#### [Task prompt]
Look through the material below and copy exactly the lines from the line with "pub fn into_response_with_status(self)" to the line with "response.extensions_mut().insert(self);", those two lines included.

*** Begin section ***

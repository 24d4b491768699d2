use axum::http::StatusCode;
use axum::response::{IntoResponse, Response};
use axum::Json;
use catalog_core::error::{CoreError, FieldError};
use catalog_core::types::Timestamp;
use catalog_db::error::{classify, StoreFailure};
use serde::Serialize;

/// Short labels carried in the `error` field of every error payload.
pub const LABEL_NOT_FOUND: &str = "Resource not found";
pub const LABEL_DATABASE: &str = "Database error";
pub const LABEL_VALIDATION: &str = "Validation error";
pub const LABEL_BAD_REQUEST: &str = "Bad request";
pub const LABEL_INTERNAL: &str = "Internal server error";

const INTERNAL_MESSAGE: &str = "An internal error occurred";

/// Application-level error type for HTTP handlers.
///
/// Wraps [`CoreError`] for domain errors and adds HTTP-specific variants.
/// Implements [`IntoResponse`] to produce consistent JSON error responses.
#[derive(Debug, thiserror::Error)]
pub enum AppError {
    /// A domain-level error from `catalog_core`.
    #[error(transparent)]
    Core(#[from] CoreError),

    /// A database error from sqlx that the service did not translate.
    #[error("Database error: {0}")]
    Database(#[from] sqlx::Error),

    /// A bad request with a human-readable message.
    #[error("Bad request: {0}")]
    BadRequest(String),

    /// An internal error with a human-readable message.
    #[error("Internal error: {0}")]
    InternalError(String),
}

/// Convenience type alias for handler return values.
pub type AppResult<T> = Result<T, AppError>;

/// JSON body of every error response.
///
/// `path` is empty when the response is built; the
/// [`attach_request_path`](crate::middleware::error_path::attach_request_path)
/// middleware fills it in from the request URI.
#[derive(Debug, Clone, Serialize)]
pub struct ErrorBody {
    pub timestamp: Timestamp,
    pub status: u16,
    pub error: &'static str,
    pub message: String,
    pub path: String,
    /// Per-field messages, present only for validation failures.
    #[serde(skip_serializing_if = "Option::is_none")]
    pub errors: Option<Vec<FieldError>>,
}

impl ErrorBody {
    pub fn new(status: StatusCode, error: &'static str, message: impl Into<String>) -> Self {
        Self {
            timestamp: chrono::Utc::now(),
            status: status.as_u16(),
            error,
            message: message.into(),
            path: String::new(),
            errors: None,
        }
    }

    /// Render the body, keeping a copy in the response extensions so later
    /// middleware can rewrite it.
    pub fn into_response_with_status(self) -> Response {
        let status =
            StatusCode::from_u16(self.status).unwrap_or(StatusCode::INTERNAL_SERVER_ERROR);
        let mut response = (status, Json(self.clone())).into_response();
        response.extensions_mut().insert(self);
        response
    }
}

impl IntoResponse for AppError {
    fn into_response(self) -> Response {
        let body = match self {
            // --- CoreError variants ---
            AppError::Core(core) => match core {
                CoreError::NotFound { .. } => {
                    ErrorBody::new(StatusCode::NOT_FOUND, LABEL_NOT_FOUND, core.to_string())
                }
                CoreError::Validation(ref fields) => {
                    let mut body = ErrorBody::new(
                        StatusCode::UNPROCESSABLE_ENTITY,
                        LABEL_VALIDATION,
                        core.to_string(),
                    );
                    body.errors = Some(fields.clone());
                    body
                }
                CoreError::IntegrityViolation(msg) => {
                    ErrorBody::new(StatusCode::BAD_REQUEST, LABEL_DATABASE, msg)
                }
            },

            // --- Database errors ---
            AppError::Database(err) => classify_sqlx_error(&err),

            // --- HTTP-specific errors ---
            AppError::BadRequest(msg) => {
                ErrorBody::new(StatusCode::BAD_REQUEST, LABEL_BAD_REQUEST, msg)
            }
            AppError::InternalError(msg) => {
                tracing::error!(error = %msg, "Internal error");
                internal_body()
            }
        };

        body.into_response_with_status()
    }
}

fn internal_body() -> ErrorBody {
    ErrorBody::new(
        StatusCode::INTERNAL_SERVER_ERROR,
        LABEL_INTERNAL,
        INTERNAL_MESSAGE,
    )
}

/// Classify an untranslated sqlx error into an error payload.
///
/// - `RowNotFound` maps to 404.
/// - Integrity constraint violations (SQLSTATE class 23) map to 400.
/// - Everything else maps to 500 with a sanitized message.
fn classify_sqlx_error(err: &sqlx::Error) -> ErrorBody {
    match classify(err) {
        StoreFailure::RowNotFound => {
            ErrorBody::new(StatusCode::NOT_FOUND, LABEL_NOT_FOUND, "Resource not found")
        }
        failure @ StoreFailure::IntegrityViolation { .. } => {
            ErrorBody::new(StatusCode::BAD_REQUEST, LABEL_DATABASE, failure.describe())
        }
        StoreFailure::Other => {
            tracing::error!(error = %err, "Database error");
            internal_body()
        }
    }
}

*** End section ***

#### [Solution below]
    pub fn into_response_with_status(self) -> Response {
        let status =
            StatusCode::from_u16(self.status).unwrap_or(StatusCode::INTERNAL_SERVER_ERROR);
        let mut response = (status, Json(self.clone())).into_response();
        response.extensions_mut().insert(self);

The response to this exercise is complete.